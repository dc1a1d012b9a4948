//! Route request model, validation and request keys

use serde::{Deserialize, Serialize};

use super::{RequestValidationError, RequestValidationResult};
use crate::models::{is_valid_evm_address, TokenAmount, TokenRef};

/// Route request as assembled from the deposit form
///
/// Every field except the amount is optional so that partially filled forms can
/// be represented; [`RouteRequest::validate`] decides whether it may reach the
/// routing vendor.
#[derive(Debug, Clone, Default, PartialEq, Serialize, Deserialize)]
#[serde(rename_all = "camelCase")]
pub struct RouteRequest {
	pub from_token: Option<TokenRef>,
	pub to_token: Option<TokenRef>,
	#[serde(default)]
	pub from_amount: TokenAmount,
	pub from_address: Option<String>,
	pub to_address: Option<String>,
	#[serde(default, skip_serializing_if = "Option::is_none")]
	pub vault_address: Option<String>,
	#[serde(default, skip_serializing_if = "Option::is_none")]
	pub slippage: Option<f64>,
}

/// A request that passed validation; all fields present
#[derive(Debug, Clone, PartialEq, Serialize)]
#[serde(rename_all = "camelCase")]
pub struct ValidatedRouteRequest {
	pub from_token: TokenRef,
	pub to_token: TokenRef,
	pub from_amount: TokenAmount,
	pub from_address: String,
	pub to_address: String,
	pub vault_address: Option<String>,
	pub slippage: Option<f64>,
}

/// Normalized identity of a route request
///
/// Two requests are "the same request" for de-duplication purposes iff their
/// keys are equal.
#[derive(Debug, Clone, PartialEq, Eq, Hash)]
pub struct RouteRequestKey {
	pub from_chain_id: u64,
	pub from_token: String,
	pub to_chain_id: u64,
	pub to_token: String,
	pub from_amount: String,
	pub from_address: String,
	pub to_address: String,
	pub vault_address: Option<String>,
	pub slippage_bps: Option<u32>,
}

impl RouteRequest {
	/// Validate the request
	///
	/// Requires both tokens, a positive digit-only amount and both addresses.
	/// Slippage, when present, must be within (0, 1).
	pub fn validate(&self) -> RequestValidationResult<ValidatedRouteRequest> {
		let from_token = self.from_token.clone().ok_or_else(|| missing("fromToken"))?;
		let to_token = self.to_token.clone().ok_or_else(|| missing("toToken"))?;

		check_token(&from_token, "fromToken")?;
		check_token(&to_token, "toToken")?;

		self.from_amount
			.validate()
			.map_err(|reason| RequestValidationError::InvalidAmount { reason })?;
		if self.from_amount.is_zero() {
			return Err(RequestValidationError::ZeroAmount);
		}

		let from_address = non_empty(&self.from_address).ok_or_else(|| missing("fromAddress"))?;
		let to_address = non_empty(&self.to_address).ok_or_else(|| missing("toAddress"))?;
		check_address(&from_address, "fromAddress")?;
		check_address(&to_address, "toAddress")?;

		let vault_address = non_empty(&self.vault_address);
		if let Some(vault) = &vault_address {
			check_address(vault, "vaultAddress")?;
		}

		if let Some(slippage) = self.slippage {
			if !(slippage > 0.0 && slippage < 1.0) {
				return Err(RequestValidationError::InvalidSlippage { value: slippage });
			}
		}

		Ok(ValidatedRouteRequest {
			from_token,
			to_token,
			from_amount: TokenAmount::new(self.from_amount.normalized()),
			from_address,
			to_address,
			vault_address,
			slippage: self.slippage,
		})
	}

	pub fn is_valid(&self) -> bool {
		self.validate().is_ok()
	}
}

impl ValidatedRouteRequest {
	pub fn key(&self) -> RouteRequestKey {
		RouteRequestKey {
			from_chain_id: self.from_token.chain_id,
			from_token: self.from_token.normalized_address(),
			to_chain_id: self.to_token.chain_id,
			to_token: self.to_token.normalized_address(),
			from_amount: self.from_amount.normalized(),
			from_address: self.from_address.to_lowercase(),
			to_address: self.to_address.to_lowercase(),
			vault_address: self.vault_address.as_ref().map(|v| v.to_lowercase()),
			slippage_bps: self.slippage.map(|s| (s * 10_000.0).round() as u32),
		}
	}

	pub fn is_cross_chain(&self) -> bool {
		self.from_token.chain_id != self.to_token.chain_id
	}
}

fn missing(field: &str) -> RequestValidationError {
	RequestValidationError::MissingRequiredField {
		field: field.to_string(),
	}
}

fn non_empty(value: &Option<String>) -> Option<String> {
	value
		.as_ref()
		.map(|v| v.trim().to_string())
		.filter(|v| !v.is_empty())
}

fn check_address(value: &str, field: &str) -> RequestValidationResult<()> {
	if is_valid_evm_address(value) {
		Ok(())
	} else {
		Err(RequestValidationError::InvalidAddress {
			field: field.to_string(),
			value: value.to_string(),
		})
	}
}

fn check_token(token: &TokenRef, field: &str) -> RequestValidationResult<()> {
	if token.chain_id == 0 {
		return Err(RequestValidationError::InvalidChainId {
			field: field.to_string(),
		});
	}
	check_address(&token.address, field)
}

•••

* Work instructions: From the entries above, print the lines beginning at the one with "#[derive(Debug, Clone, PartialEq, Serialize)]" and stopping after the one with "let vault_address = non_empty(&self.vault_address);", exactly as written and with nothing else.

* Output:
#[derive(Debug, Clone, PartialEq, Serialize)]
#[serde(rename_all = "camelCase")]
pub struct ValidatedRouteRequest {
	pub from_token: TokenRef,
	pub to_token: TokenRef,
	pub from_amount: TokenAmount,
	pub from_address: String,
	pub to_address: String,
	pub vault_address: Option<String>,
	pub slippage: Option<f64>,
}

/// Normalized identity of a route request
///
/// Two requests are "the same request" for de-duplication purposes iff their
/// keys are equal.
#[derive(Debug, Clone, PartialEq, Eq, Hash)]
pub struct RouteRequestKey {
	pub from_chain_id: u64,
	pub from_token: String,
	pub to_chain_id: u64,
	pub to_token: String,
	pub from_amount: String,
	pub from_address: String,
	pub to_address: String,
	pub vault_address: Option<String>,
	pub slippage_bps: Option<u32>,
}

impl RouteRequest {
	/// Validate the request
	///
	/// Requires both tokens, a positive digit-only amount and both addresses.
	/// Slippage, when present, must be within (0, 1).
	pub fn validate(&self) -> RequestValidationResult<ValidatedRouteRequest> {
		let from_token = self.from_token.clone().ok_or_else(|| missing("fromToken"))?;
		let to_token = self.to_token.clone().ok_or_else(|| missing("toToken"))?;

		check_token(&from_token, "fromToken")?;
		check_token(&to_token, "toToken")?;

		self.from_amount
			.validate()
			.map_err(|reason| RequestValidationError::InvalidAmount { reason })?;
		if self.from_amount.is_zero() {
			return Err(RequestValidationError::ZeroAmount);
		}

		let from_address = non_empty(&self.from_address).ok_or_else(|| missing("fromAddress"))?;
		let to_address = non_empty(&self.to_address).ok_or_else(|| missing("toAddress"))?;
		check_address(&from_address, "fromAddress")?;
		check_address(&to_address, "toAddress")?;

		let vault_address = non_empty(&self.vault_address);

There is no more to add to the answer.